Una costumbre que ya es ancestral, en la que está prohibida la amargura, hasta el punto de que la que existe se esconde para que no perturbe la apariencia de bienestar, de amabilidad obligatoria y una amnesia repentina en la certeza de las crisis y una trinchera que intenta aislar los miedos que se han instalado en la sociedad.

Nos cuentan que vamos de aúpa y que para seguir así hay que culminar las reformas, vocablo este vinculado inexorablemente a recortes en el sistema de vida, a supresión de servicios del estado, a crisis financiera y a amenaza de colapso en las instituciones públicas.

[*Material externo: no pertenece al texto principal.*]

use super::Result;
use crate::child::IsolatedTarget;
use crate::config::RunConfig;
use crate::error::Error;
use crate::outcome::{TerminationRecord, TIMEOUT_SENTINEL};
use crate::output::{self, Destination, StdioSwap};
use crate::registry::TestCase;
use crate::signals::{reset_signal_mask, signal_group};
use nix::sys::signal::Signal;
use nix::unistd::Pid;
use std::panic::{self, AssertUnwindSafe};
use std::time::{Duration, Instant};
use tokio::process::{Child, Command};
use tokio::sync::oneshot;
use tracing::{debug, info, warn};

/// Lifecycle of an isolated run
#[derive(Debug, Clone, Copy, PartialEq)]
pub enum RunState {
    /// Child process exists and has not been reaped
    Running,
    /// Child process has been reaped
    Reaped,
}

/// A test executing in its own child process.
///
/// The child re-executes the configured program image with the test identity
/// in its environment, and leads its own process group so that a forced kill
/// also takes down anything the test spawned.
pub struct IsolatedRun<'a> {
    test: &'a TestCase,
    child: Child,
    pid: Pid,
    started: Instant,
    destination: Option<Destination>,
    state: RunState,
}

impl<'a> IsolatedRun<'a> {
    /// Creates the child process for the test at `index` in the registry and
    /// returns as soon as it exists.
    ///
    /// Fails when the output destination cannot be opened or the process
    /// cannot be created; both are fatal for the run.
    pub fn spawn(index: usize, test: &'a TestCase, config: &RunConfig) -> Result<Self> {
        let destination = Destination::open(&config.output)?;
        let (stdout, stderr) = destination.child_stdio()?;

        let mut command = Command::new(&config.program);
        command.args(&config.program_args);
        command.envs(IsolatedTarget::of(index, test).env());
        command.process_group(0);
        command.kill_on_drop(true);
        command.stdout(stdout);
        command.stderr(stderr);

        unsafe {
            command.pre_exec(reset_signal_mask);
        }

        info!("Spawning isolated run for {}", test.full_name());
        let started = Instant::now();
        let child = command.spawn().map_err(|source| Error::Spawn {
            test: test.full_name(),
            source,
        })?;
        // Parent copies of the output handles must close before the consumer
        // can see end of file.
        drop(command);

        let pid = match child.id() {
            Some(pid) => Pid::from_raw(pid as i32),
            None => {
                return Err(Error::UnexpectedStatus {
                    test: test.full_name(),
                    status: "reaped before registration".to_string(),
                })
            }
        };
        debug!("Isolated run {} has PID {}", test.full_name(), pid);

        Ok(Self {
            test,
            child,
            pid,
            started,
            destination: Some(destination),
            state: RunState::Running,
        })
    }

    pub fn test(&self) -> &'a TestCase {
        self.test
    }

    pub fn pid(&self) -> Pid {
        self.pid
    }

    pub fn state(&self) -> RunState {
        self.state
    }

    /// When the child was created.
    pub fn started(&self) -> Instant {
        self.started
    }

    /// Time since the child was created.
    pub fn elapsed(&self) -> Duration {
        self.started.elapsed()
    }

    /// Waits for the child to terminate on its own.
    ///
    /// Cancel-safe: dropping the future leaves the child running and a later
    /// call resumes the wait.
    pub async fn wait(&mut self) -> Result<TerminationRecord> {
        let status = self.child.wait().await.map_err(|source| Error::Wait {
            test: self.test.full_name(),
            source,
        })?;
        self.state = RunState::Reaped;
        info!("{} exited with status: {:?}", self.test.full_name(), status);
        TerminationRecord::from_status(status).ok_or_else(|| Error::UnexpectedStatus {
            test: self.test.full_name(),
            status: format!("{status:?}"),
        })
    }

    /// Kills the child's process group and reaps the child.
    ///
    /// The child may already be gone; that is not an error.
    pub async fn force_kill(&mut self) -> Result<()> {
        info!("Force killing {} (PID {})", self.test.full_name(), self.pid);
        if self.state == RunState::Running {
            let delivered = signal_group(self.pid, Signal::SIGKILL).map_err(|source| Error::Kill {
                test: self.test.full_name(),
                source,
            })?;
            if !delivered {
                debug!("Process group {} already gone", self.pid);
            }
        }
        let status = self.wait().await;
        debug!("Reaped killed run: {:?}", status);
        status.map(|_| ())
    }

    /// Closes the output destination and folds the consumer's termination into
    /// the test's.
    pub async fn finish(&mut self, record: TerminationRecord) -> Result<TerminationRecord> {
        let consumer = match self.destination.take() {
            Some(destination) => destination.close().await?,
            None => None,
        };
        Ok(output::with_consumer(record, consumer))
    }
}

impl Drop for IsolatedRun<'_> {
    fn drop(&mut self) {
        if self.state == RunState::Running {
            warn!(
                "Isolated run {} dropped with running child (PID: {}), emergency cleanup",
                self.test.full_name(),
                self.pid
            );
            if let Err(e) = signal_group(self.pid, Signal::SIGKILL) {
                warn!("Failed to kill process group {}: {}", self.pid, e);
            }
        }
    }
}

/// How an in-process call ended.
#[derive(Debug, Clone, Copy, PartialEq)]
pub struct InProcessRun {
    pub record: TerminationRecord,
    pub elapsed: Duration,
    /// The entry outlived its time limit and its thread is still running
    pub expired: bool,
}

/// Runs a test's entry point in the calling process.
///
/// Output is redirected by swapping fds 1 and 2 around the call. With a time
/// limit the entry runs on a watchdog thread that is abandoned on expiry,
/// since a thread cannot be killed; the caller must not start another test
/// after an expired run. A panic in the entry resumes in the caller: nothing
/// is contained in this mode.
pub async fn run_in_process(
    test: &TestCase,
    args: &[String],
    config: &RunConfig,
) -> Result<InProcessRun> {
    let destination = Destination::open(&config.output)?;
    let swap = match destination.redirect_target() {
        Some(target) => Some(StdioSwap::redirect(target)?),
        None => None,
    };

    debug!("Running {} in process", test.full_name());
    let started = Instant::now();
    let returned = match config.time_limit() {
        None => Some((test.entry)(args)),
        Some(limit) => call_with_watchdog(test, args, limit).await?,
    };
    let elapsed = started.elapsed();
    let record = match returned {
        Some(code) => {
            if code == TIMEOUT_SENTINEL {
                warn!("{} returned the reserved timeout code", test.full_name());
            }
            TerminationRecord::ExitedWith(code & 0xff)
        }
        None => TerminationRecord::timeout(),
    };

    if let Some(swap) = swap {
        swap.restore()?;
    }
    let consumer = destination.close().await?;
    Ok(InProcessRun {
        record: output::with_consumer(record, consumer),
        elapsed,
        expired: returned.is_none(),
    })
}

/// The entry's return code, or `None` when the limit expired first.
async fn call_with_watchdog(
    test: &TestCase,
    args: &[String],
    limit: Duration,
) -> Result<Option<i32>> {
    let (tx, rx) = oneshot::channel();
    let entry = test.entry;
    let args = args.to_vec();
    std::thread::spawn(move || {
        let result = panic::catch_unwind(AssertUnwindSafe(|| entry(&args)));
        let _ = tx.send(result);
    });

    match tokio::time::timeout(limit, rx).await {
        Ok(Ok(Ok(code))) => Ok(Some(code)),
        Ok(Ok(Err(payload))) => panic::resume_unwind(payload),
        Ok(Err(_)) => Err(Error::UnexpectedStatus {
            test: test.full_name(),
            status: "watchdog thread ended without a result".to_string(),
        }),
        Err(_) => {
            warn!(
                "{} exceeded {:?} in process, abandoning its thread",
                test.full_name(),
                limit
            );
            Ok(None)
        }
    }
}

Dicen que todo empezó con un problema puramente bancario y la epidemia ha llegado a las casas de la mayor parte de los ciudadanos del mundo occidental, en donde el efecto dominó amenaza con seguir tumbando fichas hasta que no quede ninguna. El drama de los parados sigue ahí, creciendo y arrojando fuera del sistema de subvenciones a quien cumpla los plazos. Gente desesperada en la cola de la sopa de la beneficencia.

Las reformas laborales facilitan los despidos, abaratan los salarios y empeoran las condiciones sin subir la contratación. Se prepara una reforma de pensiones para trabajar más años en un sistema que es incapaz de incorporar a los jóvenes al mercado laboral.

Todas estas contradicciones culminan en ayuntamientos y comunidades autónomas que están a punto de colapsarse por falta de financiación. Eso sí, los trenes de alta velocidad corren como locos por España, también en Navidad, aunque su destino sea, dentro de poco, ninguna parte.

Sigue habiendo jamón de cerdo ibérico, incluso dicen que ha bajado de precio por sobreproducción. Hay cursos de cortador de jamón y las gambas de Huelva y las nécoras gallegas salen de las pescaderías como si estuvieran ansiosas por llegar a las mesas. Es Navidad, un paréntesis en la tragedia que se avecina. Es obligatorio disimular.

Aún puede ser peor si eres supersticioso por la sencilla razón de que este año no se ha producido el milagro de la sangre de San Genaro, a pesar de contar con la presencia del papa Francisco, la sangre se ha mantenido en su estado sólido, lo cual se puede interpretar como un mal augurio e incluso como el vaticinio de una catástrofe. Podría ser una inminente erupción del Vesubio; pero más me inclino a pensar que los desastres vendrán acompañando a un 2016 que se apaga con un redoble de tambores, la crisis económica ya es política y llena de incertidumbre con elecciones en Holanda, Francia y Alemania, quizá también en Grecia e Italia, las instituciones europeas y los think tanks temen ahora que la escalada de violencia deje huella a corto plazo en los comicios, con la extrema derecha al alza y el peligro de que los principios y valores de los últimos sesenta años salten por los aires en sociedades que eran abiertas y ahora dispuestas a ceder derechos a cambio de un incierto ecosistema de seguridad y defensa en el que nos integran.